Just for kicks and giggles, I plugged the words “Alex Rodriguez Yankees” into a Google search and in .36 seconds I was alerted that 10,529 stories existed with those keywords. It was a great way to see both the local and national landscape of headlines and angles of the next phase of this story that’s dominating the offseason, and also to see how the third baseman is being painted to the populace.
An interesting bit I found came from a newspaper in a city that has one professional sports team: Sacramento. The staff of the State Hornet compiled a list of possible destinations for A-Rod (nothing outside the obvious: the Cubs, Dodgers, Angels and Giants). Now when I say “interesting” I don’t necessarily mean “good.” There was no reporting involved; each writer presented a take on why A-Rod would “definitely” land with said team. One staffer, Alicia de la Garza, wrote about A-Rod going to the Angels and somehow forgot that he spent three years dwelling in the AL West basement with Texas before going to the Yankees.
“After playing seven years for the New York Yankees, third baseman Alex Rodriguez has opted out of his $252 million, 10-year contract.
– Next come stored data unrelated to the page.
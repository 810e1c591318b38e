// =============================================================================
// FIX 4.4 — framing, session store, session state machine
// =============================================================================

pub mod message;
pub mod session;
pub mod store;
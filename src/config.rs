// =============================================================================
// Engine Configuration — JSON file + environment overrides, atomic save
// =============================================================================
//
// Central configuration hub for the Meridian engine. Process-wide settings
// live in one immutable `EngineConfig` value built at startup; the only
// runtime-mutable toggles (execution mode, MT5 mode) are atomic cells held by
// the components that read them.
//
// Persistence uses an atomic tmp + rename pattern to prevent corruption on
// crash. All fields carry `#[serde(default)]` so that adding new fields
// never breaks loading an older config file.
// =============================================================================

use std::path::Path;

use anyhow::{Context, Result};
use serde::{Deserialize, Serialize};
use tracing::info;

// =============================================================================
// Default-value helpers (required by serde `default = "..."` attribute)
// =============================================================================

fn default_tickstore_dir() -> String {
    "./data/ticks".to_string()
}

fn default_ohlc_dir() -> String {
    "./data/ohlc".to_string()
}

fn default_fixstore_dir() -> String {
    "./fixstore".to_string()
}

fn default_ledger_journal() -> String {
    "./data/ledger.jsonl".to_string()
}

fn default_bind_addr() -> String {
    "0.0.0.0:3001".to_string()
}

fn default_hub_throttle_ms() -> u64 {
    40
}

fn default_tick_ring_capacity() -> usize {
    50_000
}

fn default_flush_interval_s() -> u64 {
    30
}

fn default_fix_heartbeat_s() -> u64 {
    30
}

fn default_fix_gap_grace_ms() -> u64 {
    500
}

fn default_fix_message_ttl_days() -> u32 {
    7
}

fn default_stop_out_level() -> f64 {
    0.50
}

fn default_lp_staleness_ms() -> i64 {
    2_000
}

fn default_ohlc_bar_capacity() -> usize {
    500
}

// =============================================================================
// EngineConfig
// =============================================================================

/// Top-level configuration for the Meridian engine.
///
/// Every field has a serde default so that older JSON files missing new
/// fields still deserialise correctly.
#[derive(Debug, Clone, Serialize, Deserialize)]
pub struct EngineConfig {
    // --- Storage paths -------------------------------------------------------
    /// Directory holding per-symbol tick day files.
    #[serde(default = "default_tickstore_dir")]
    pub tickstore_dir: String,

    /// Directory holding per-symbol OHLC files.
    #[serde(default = "default_ohlc_dir")]
    pub ohlc_dir: String,

    /// Directory holding FIX session sequence/message stores.
    #[serde(default = "default_fixstore_dir")]
    pub fixstore_dir: String,

    /// Path of the append-only ledger journal.
    #[serde(default = "default_ledger_journal")]
    pub ledger_journal: String,

    // --- Market data ---------------------------------------------------------
    /// Ticks kept in the in-memory ring per symbol.
    #[serde(default = "default_tick_ring_capacity")]
    pub tick_ring_capacity: usize,

    /// Day files strictly older than this many days are deleted on cleanup.
    /// 0 keeps everything forever.
    #[serde(default)]
    pub tickstore_max_days: u32,

    /// Interval between persistence flushes, in seconds.
    #[serde(default = "default_flush_interval_s")]
    pub flush_interval_s: u64,

    /// Finalized bars retained per (symbol, timeframe).
    #[serde(default = "default_ohlc_bar_capacity")]
    pub ohlc_bar_capacity: usize,

    // --- Hub -----------------------------------------------------------------
    /// Per-subscriber per-symbol broadcast throttle.
    #[serde(default = "default_hub_throttle_ms")]
    pub hub_throttle_ms: u64,

    /// Disable throttling globally (every accepted tick is broadcast).
    #[serde(default)]
    pub mt5_mode: bool,

    // --- LP aggregation ------------------------------------------------------
    /// A higher-priority quote older than this no longer shadows lower
    /// priorities.
    #[serde(default = "default_lp_staleness_ms")]
    pub lp_staleness_ms: i64,

    // --- FIX -----------------------------------------------------------------
    /// Heartbeat interval in seconds (tag 108 on Logon).
    #[serde(default = "default_fix_heartbeat_s")]
    pub fix_heartbeat_s: u64,

    /// Grace window before a ResendRequest is issued for a detected gap.
    #[serde(default = "default_fix_gap_grace_ms")]
    pub fix_gap_grace_ms: u64,

    /// Days a sent message is retained for ResendRequest replay.
    #[serde(default = "default_fix_message_ttl_days")]
    pub fix_message_ttl_days: u32,

    // --- Engine --------------------------------------------------------------
    /// Margin level below which forced liquidation begins.
    #[serde(default = "default_stop_out_level")]
    pub stop_out_level: f64,

    // --- API -----------------------------------------------------------------
    /// Bind address of the HTTP/WS server.
    #[serde(default = "default_bind_addr")]
    pub bind_addr: String,
}

impl Default for EngineConfig {
    fn default() -> Self {
        Self {
            tickstore_dir: default_tickstore_dir(),
            ohlc_dir: default_ohlc_dir(),
            fixstore_dir: default_fixstore_dir(),
            ledger_journal: default_ledger_journal(),
            tick_ring_capacity: default_tick_ring_capacity(),
            tickstore_max_days: 0,
            flush_interval_s: default_flush_interval_s(),
            ohlc_bar_capacity: default_ohlc_bar_capacity(),
            hub_throttle_ms: default_hub_throttle_ms(),
            mt5_mode: false,
            lp_staleness_ms: default_lp_staleness_ms(),
            fix_heartbeat_s: default_fix_heartbeat_s(),
            fix_gap_grace_ms: default_fix_gap_grace_ms(),
            fix_message_ttl_days: default_fix_message_ttl_days(),
            stop_out_level: default_stop_out_level(),
            bind_addr: default_bind_addr(),
        }
    }
}

impl EngineConfig {
    /// Load configuration from a JSON file at `path`.
    ///
    /// If the file does not exist, returns an error so the caller can fall
    /// back to defaults with a warning.
    pub fn load(path: impl AsRef<Path>) -> Result<Self> {
        let path = path.as_ref();

        let content = std::fs::read_to_string(path)
            .with_context(|| format!("failed to read engine config from {}", path.display()))?;

        let config: Self = serde_json::from_str(&content)
            .with_context(|| format!("failed to parse engine config from {}", path.display()))?;

        info!(path = %path.display(), "engine config loaded");
        Ok(config)
    }

    /// Persist the current configuration to `path` using an atomic write
    /// (write to `.tmp`, then rename).
    pub fn save(&self, path: impl AsRef<Path>) -> Result<()> {
        let path = path.as_ref();

        let content =
            serde_json::to_string_pretty(self).context("failed to serialise engine config")?;

        let tmp_path = path.with_extension("json.tmp");

        std::fs::write(&tmp_path, &content)
            .with_context(|| format!("failed to write tmp config to {}", tmp_path.display()))?;

        std::fs::rename(&tmp_path, path)
            .with_context(|| format!("failed to rename tmp config to {}", path.display()))?;

        info!(path = %path.display(), "engine config saved (atomic)");
        Ok(())
    }

    /// Apply recognised environment-variable overrides on top of the loaded
    /// (or default) configuration.
    pub fn apply_env_overrides(&mut self) {
        if let Ok(v) = std::env::var("MT5_MODE") {
            self.mt5_mode = matches!(v.to_lowercase().as_str(), "1" | "true" | "yes");
        }
        if let Ok(v) = std::env::var("TICKSTORE_DIR") {
            self.tickstore_dir = v;
        }
        if let Ok(v) = std::env::var("FIXSTORE_DIR") {
            self.fixstore_dir = v;
        }
        if let Ok(v) = std::env::var("LEDGER_JOURNAL") {
            self.ledger_journal = v;
        }
        if let Ok(v) = std::env::var("TICKSTORE_MAX_DAYS") {
            if let Ok(n) = v.parse() {
                self.tickstore_max_days = n;
            }
        }
        if let Ok(v) = std::env::var("HUB_THROTTLE_MS") {
            if let Ok(n) = v.parse() {
                self.hub_throttle_ms = n;
            }
        }
        if let Ok(v) = std::env::var("FIX_HEARTBEAT_S") {
            if let Ok(n) = v.parse() {
                self.fix_heartbeat_s = n;
            }
        }
        if let Ok(v) = std::env::var("FIX_GAP_GRACE_MS") {
            if let Ok(n) = v.parse() {
                self.fix_gap_grace_ms = n;
            }
        }
        if let Ok(v) = std::env::var("MERIDIAN_BIND_ADDR") {
            self.bind_addr = v;
        }
    }
}

// =============================================================================
// Tests
// =============================================================================
#[cfg(test)]
mod tests {
    use super::*;

    #[test]
    fn default_config_has_expected_values() {
        let cfg = EngineConfig::default();
        assert_eq!(cfg.hub_throttle_ms, 40);
        assert_eq!(cfg.fix_heartbeat_s, 30);
        assert_eq!(cfg.fix_gap_grace_ms, 500);
        assert_eq!(cfg.tickstore_max_days, 0);
        assert_eq!(cfg.tick_ring_capacity, 50_000);
        assert!((cfg.stop_out_level - 0.50).abs() < f64::EPSILON);
        assert!(!cfg.mt5_mode);
    }

    #[test]
    fn deserialise_empty_json_uses_defaults() {
        let cfg: EngineConfig = serde_json::from_str("{}").unwrap();
        assert_eq!(cfg.tickstore_dir, "./data/ticks");
        assert_eq!(cfg.fix_message_ttl_days, 7);
    }

    #[test]
    fn deserialise_partial_json_fills_defaults() {
        let json = r#"{ "mt5_mode": true, "hub_throttle_ms": 10 }"#;
        let cfg: EngineConfig = serde_json::from_str(json).unwrap();
        assert!(cfg.mt5_mode);
        assert_eq!(cfg.hub_throttle_ms, 10);
        assert_eq!(cfg.fix_heartbeat_s, 30);
    }

    #[test]
    fn roundtrip_serialisation() {
        let cfg = EngineConfig::default();
        let json = serde_json::to_string(&cfg).unwrap();
        let cfg2: EngineConfig = serde_json::from_str(&json).unwrap();
        assert_eq!(cfg.tickstore_dir, cfg2.tickstore_dir);
        assert_eq!(cfg.hub_throttle_ms, cfg2.hub_throttle_ms);
    }

    #[test]
    fn save_and_load_atomic() {
        let dir = tempfile::tempdir().unwrap();
        let path = dir.path().join("engine.json");
        let cfg = EngineConfig::default();
        cfg.save(&path).unwrap();
        let loaded = EngineConfig::load(&path).unwrap();
        assert_eq!(loaded.bind_addr, cfg.bind_addr);
    }
}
I need to take a timeout for a second.“
The timeout needed to be taken before that lead sentence was written. (I know I’m not perfect — my gaffe regarding the Girardi press conference last week was a bonehead move — but to make that basic of an error on the lead sentence of a story? It’s indicative of a lack of fact-checking in the industry.)
Anyway, spending the rest of this post to pick apart mistakes in other columns is not the goal here. What I found interesting was that Sacramento cared at all what happened to A-Rod.
Some other notes from the Land of the Obvious:
The Yankees need a third baseman.
A bidding war needs two teams. (Hundreds of stories had that theme. How does that happen?)
MLBPA No. 2 Gene Orza accused NY Times columnist Murray Chass of being an enabler of collusion based on his Wednesday column, which featured close to a third of the league’s GM’s speaking on the record regarding their interest — or lack thereof — in Alex Rodriguez.
As of 5 p.m. Saturday, the buzz has Joe Torre leaving open the possibility of Rodriguez becoming “LA-Rod.”
Brian Cashman Quote of the Week: "I understand why people are asking. I'd ask. For the most part, we're going to try to stay the course and build around our young pitching as we move forward. But talk is cheap. Actions speak louder than words, so let's see where I'm standing come February."
This is classic Cash. He maintained the same even keel two years ago regarding Bubba Crosby and the center field position, and then right before the New Year, Johnny Damon was signed. In other words, don't rule out the big splash. The reporters haven't. They just haven't set up the possibility of it like they have in years past.
From what I've read, viewed and heard, we’re no further along in the A-Rod proceedings. To follow up on Bruce Markusen’s Abbott and Costello theme from yesterday’s “Third Base Derby” post, “I Don’t Know” actually is the third baseman. What we do know, though, is that it will be difficult to search for information on the topic that we either didn’t already know or project as far back as six weeks ago, when midges changed the momentum of the Yankees-Indians series.